**AIM OF THE TASK:**
Among the lines below, take the one holding "filename src/application/config/mod.rs", the one holding "pub mod poller;", and all lines between them. Set them down exactly.

**PROVIDED DATA:**
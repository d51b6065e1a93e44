use crate::application::config::models::Config;
use crate::application::config::parser::parse_config_file;
use crate::application::config::validator::validate_config;
use crate::common::error::Result;

/// Load and validate configuration from file
pub struct ConfigLoader;

impl ConfigLoader {
    /// Load configuration from file path
    pub fn load(path: &str) -> Result<Config> {
        let config = parse_config_file(path)?;
        validate_config(&config)?;
        Ok(config)
    }

    /// Load configuration from string (useful for testing)
    pub fn load_from_str(content: &str) -> Result<Config> {
        use crate::application::config::parser::parse_config;
        let config = parse_config(content)?;
        validate_config(&config)?;
        Ok(config)
    }
}
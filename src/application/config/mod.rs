pub mod models;
pub mod parser;
pub mod validator;
pub mod loader;

pub use models::{Config, DisplayMode, SlotConfig};
pub use loader::ConfigLoader;
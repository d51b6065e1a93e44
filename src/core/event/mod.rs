pub mod event_loop;
pub mod poller;
pub mod scheduler;

pub use event_loop::EventLoop;
pub use poller::Poller;
pub use scheduler::{Scheduler, TimerId};
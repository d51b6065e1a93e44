use crate::common::error::Result;
use std::fmt;
use std::time::Duration;

/// Handle for a repeating timer registered with a [`Scheduler`].
#[derive(Debug, Clone, Copy, PartialEq, Eq, Hash, PartialOrd, Ord)]
pub struct TimerId(pub u64);

impl fmt::Display for TimerId {
    fn fmt(&self, f: &mut fmt::Formatter<'_>) -> fmt::Result {
        write!(f, "timer#{}", self.0)
    }
}

/// Schedules repeating ticks and cancels them.
pub trait Scheduler {
    /// Register a timer that fires every `interval` until cancelled.
    fn schedule_repeating(&mut self, interval: Duration) -> Result<TimerId>;

    /// Stop a timer. Cancelling an unknown or already cancelled id does nothing.
    fn cancel(&mut self, id: TimerId);
}
use crate::common::error::Result;

/// Destination for rendered slot text.
pub trait DisplaySink {
    /// Replace the text shown in `slot`.
    fn set_text(&mut self, slot: &str, text: &str) -> Result<()>;

    /// Called once all slots of a tick are written.
    fn present(&mut self) -> Result<()> {
        Ok(())
    }
}

impl<D: DisplaySink + ?Sized> DisplaySink for Box<D> {
    fn set_text(&mut self, slot: &str, text: &str) -> Result<()> {
        (**self).set_text(slot, text)
    }

    fn present(&mut self) -> Result<()> {
        (**self).present()
    }
}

**TASK RESPONSE:**
filename src/application/config/mod.rs
pub mod models;
pub mod parser;
pub mod validator;
pub mod loader;

pub use models::{Config, DisplayMode, SlotConfig};
pub use loader::ConfigLoader;
repository d51b6065e1a93e44
filename src/core/event/mod.rs
pub mod event_loop;
pub mod poller;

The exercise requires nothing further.